Nanodiamonds as sensitive sensors to study tetherin structure and dynamics

纳米金刚石作为敏感传感器来研究系链蛋白结构和动力学

• 批准号: 318290668
• 负责人: Professor Dr. Fedor Jelezko
• 金额: --
• 依托单位: Institut für Molekulare Virologie
• 依托单位国家: 德国
• 项目类别: Priority Programmes
• 财政年份: 2016
• 资助国家: 德国
• 起止时间: 2015-12-31 至 2019-12-31
• 项目状态: 已结题
• 来源: https://gepris.dfg.de/gepris/projekt/318290668?language=en
• 关键词: Nanodiamonds; sensitive; sensors; study; tetherin

Human tetherin blocks virus release and also acts as a pattern recognition receptor to induce NF-kB-dependent antiviral gene expression in HIV-1 infected cells. The ability to restrict virion release is conserved among tetherin orthologues from different species and evolved hundreds of millions of years ago. However, innate viral sensing seems to be an evolutionarily recent activity of tetherin and only human and (to a lesser extent) greater apes tetherin orthologues were reported to act as innate immune sensors, whereas tetherins from monkeys and other species lack this function. Viral sensing involves the phosphorylation of conserved tyrosine residues in the cytoplasmic tails of tetherin dimers but the exact mechanism and the structural requirements for viral sensing by tetherin remain to be determined. Quantum sensors based on nitrogen-vacancy defects (N-V) in nanodiamonds offer great potential to achieve single molecule detection of proteins in their native environment with atomic resolution of ligand binding sites under ambient conditions. Our collaborative project focuses on the application of N-V magnetometry for resolving the virion capturing site of the membrane receptor tetherin with atomic precision and for monitoring tetherin dynamics inside the membrane upon virion binding. Thus, analyses with ND sensors could yield fundamental information regarding the dynamics of HIV-1 binding and signal transduction of this important innate antiviral factor. Overall, it is expected that the implementation of quantum sensing in biology provides radically new insights into the structure and dynamics of challenging biomolecules such as the membrane tetherin in its native environement thus providing the first method that would allow collecting structural information with atomic resolution in a non-invasive fashion under physiological conditions.
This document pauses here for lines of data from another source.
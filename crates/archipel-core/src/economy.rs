//! Resource engine: production, storage caps, gold and research points.
//!
//! [`update_city`] advances one city by `dt` seconds: the population
//! update first, then gold from the free population, then every
//! harvestable resource, then a final clamp of every stock into
//! `[0, capacity]`. [`update_research_points`] credits each player for the
//! academies of the cities they own.

use archipel_types::{BuildingKind, City, PlayerId, Resource, Workplace};
use archipel_world::{Rules, World, add_capped, clamp_stock};
use rust_decimal::Decimal;
use tracing::debug;

use crate::population;

/// Per-tick production totals of one city.
#[derive(Debug, Clone, Default, PartialEq, Eq)]
pub struct CityProduction {
    /// Gold collected from taxes.
    pub gold: Decimal,
    /// Units added per harvested resource.
    pub harvested: std::collections::BTreeMap<Resource, Decimal>,
    /// Whether the population update ran.
    pub population_updated: bool,
}

/// Effective storage capacity of a resource: the default plus the storage
/// of every finished warehouse at its level.
pub fn storage_capacity(rules: &Rules, city: &City, resource: Resource) -> Decimal {
    city.complete_buildings(BuildingKind::Warehouse)
        .map(|b| rules.buildings.effect(BuildingKind::Warehouse, b.level))
        .filter_map(|effect| effect.storage.get(&resource).copied())
        .fold(rules.resources.default_capacity(resource), |acc, extra| {
            acc.saturating_add(Decimal::from(extra))
        })
}

/// Production bonus percentage granted by finished buildings.
pub fn building_bonus(city: &City, resource: Resource) -> u32 {
    city.buildings()
        .filter(|b| b.status == archipel_types::BuildingStatus::Complete)
        .filter_map(|b| b.effect.resource_bonus.get(&resource).copied())
        .fold(0_u32, u32::saturating_add)
}

/// Units of `resource` produced per second by the city's workers.
pub fn production_rate(rules: &Rules, city: &City, resource: Resource) -> Decimal {
    let workers = Decimal::from(city.workers_on(resource));
    let building = Decimal::from(building_bonus(city, resource));
    let research = Decimal::from(city.research_bonus.get(&resource).copied().unwrap_or(0));
    let percent = |p: Decimal| {
        Decimal::ONE.saturating_add(p.checked_div(Decimal::ONE_HUNDRED).unwrap_or(Decimal::ZERO))
    };
    workers
        .saturating_mul(rules.resources.base_rate(resource))
        .saturating_mul(percent(building))
        .saturating_mul(percent(research))
}

/// Advance one city by `dt` seconds.
pub fn update_city(
    rules: &Rules,
    city: &mut City,
    order: &[Workplace],
    dt: Decimal,
) -> CityProduction {
    let mut production = CityProduction {
        population_updated: population::update_city(rules, city, order, dt).is_some(),
        ..CityProduction::default()
    };

    city.storage_capacity = Resource::ALL
        .into_iter()
        .map(|r| (r, storage_capacity(rules, city, r)))
        .collect();
    let capacity = |city: &City, r: Resource| {
        city.storage_capacity
            .get(&r)
            .copied()
            .unwrap_or(Decimal::ZERO)
    };

    // Gold from taxes on the free population.
    let gold_cap = capacity(city, Resource::Gold);
    let gold = city
        .free_population()
        .saturating_mul(Decimal::from(city.tax_rate.multiplier()))
        .saturating_mul(dt);
    let stock = city.stock.entry(Resource::Gold).or_insert(Decimal::ZERO);
    production.gold = add_capped(stock, gold, gold_cap);

    // Harvested resources.
    for resource in Resource::HARVESTABLE {
        if city.workers_on(resource) == 0 {
            continue;
        }
        let rate = production_rate(rules, city, resource);
        let cap = capacity(city, resource);
        let stock = city.stock.entry(resource).or_insert(Decimal::ZERO);
        let added = add_capped(stock, rate.saturating_mul(dt), cap);
        if added > Decimal::ZERO {
            production.harvested.insert(resource, added);
        }
    }

    // Stocks pushed out of range by a command come back into range.
    for resource in Resource::ALL {
        let cap = capacity(city, resource);
        let clamped = city
            .stock
            .get_mut(&resource)
            .is_some_and(|stock| clamp_stock(stock, cap));
        if clamped {
            debug!(city = %city.id, ?resource, "Stock clamped to capacity");
        }
    }

    production
}

/// Advance every city by `dt` seconds.
///
/// Returns the number of cities whose population was updated.
pub fn update_all(rules: &Rules, world: &mut World, dt: Decimal) -> usize {
    let mut populated = 0_usize;
    for id in world.city_ids() {
        let order = world
            .city(id)
            .map(|c| population::removal_order(world.island(c.island)))
            .unwrap_or_default();
        let updated = world
            .city_mut(id)
            .is_some_and(|city| update_city(rules, city, &order, dt).population_updated);
        if updated {
            populated = populated.saturating_add(1);
        }
    }
    populated
}

/// Research points a city's academy produces per second.
pub fn academy_output(city: &City) -> Decimal {
    city.complete_buildings(BuildingKind::Academy)
        .next()
        .map_or(Decimal::ZERO, |academy| {
            Decimal::from(city.academy_workers)
                .saturating_mul(academy.effect.research_points_per_worker)
        })
}

/// Credit every player with the research points of their academies.
///
/// Returns the points credited per player.
pub fn update_research_points(
    world: &mut World,
    dt: Decimal,
) -> std::collections::BTreeMap<PlayerId, Decimal> {
    let mut credited = std::collections::BTreeMap::new();
    for player in world.player_ids() {
        let points = world
            .cities_of(player)
            .into_iter()
            .filter_map(|id| world.city(id))
            .map(academy_output)
            .fold(Decimal::ZERO, Decimal::saturating_add)
            .saturating_mul(dt);
        if points <= Decimal::ZERO {
            continue;
        }
        if let Some(p) = world.player_mut(player) {
            p.research_points = p.research_points.saturating_add(points);
            credited.insert(player, points);
        }
    }
    credited
}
人Tetherin可阻断病毒释放，也可作为模式识别受体在HIV-1感染细胞中诱导依赖于NF-kB的抗病毒基因表达。限制病毒粒子释放的能力在不同物种的Tetherin同源基因中是保守的，并在数亿年前进化出来。然而，与生俱来的病毒感知似乎是Tetherin的一种进化新近的活动，只有人类和(在较小程度上)更大的类人猿tetherin同源基因被报道作为先天性免疫传感器，而来自猴子和其他物种的tetherin缺乏这一功能。病毒感知涉及到保守的酪氨酸残基在Tetherin二聚体的细胞质尾巴中的磷酸化，但Tetherin感知病毒的确切机制和结构要求仍有待确定。基于纳米钻石中氮空位缺陷(N-V)的量子传感器具有很大的潜力，可以在环境条件下通过原子分辨配体结合位置来实现对自然环境中蛋白质的单分子检测。我们的合作项目集中在N-V磁测量的应用上，以原子精度解析膜受体Tetherin的病毒粒子捕获位置，并在病毒粒子结合时监测膜内的Tetherin动力学。因此，使用ND传感器的分析可以提供关于HIV-1结合的动力学和这种重要的先天抗病毒因子的信号转导的基本信息。总体而言，预计量子传感在生物学中的实施将为具有挑战性的生物分子(如膜系留在其自然环境中)的结构和动力学提供全新的见解，从而提供第一种方法，允许在生理条件下以非侵入性的方式收集具有原子分辨率的结构信息。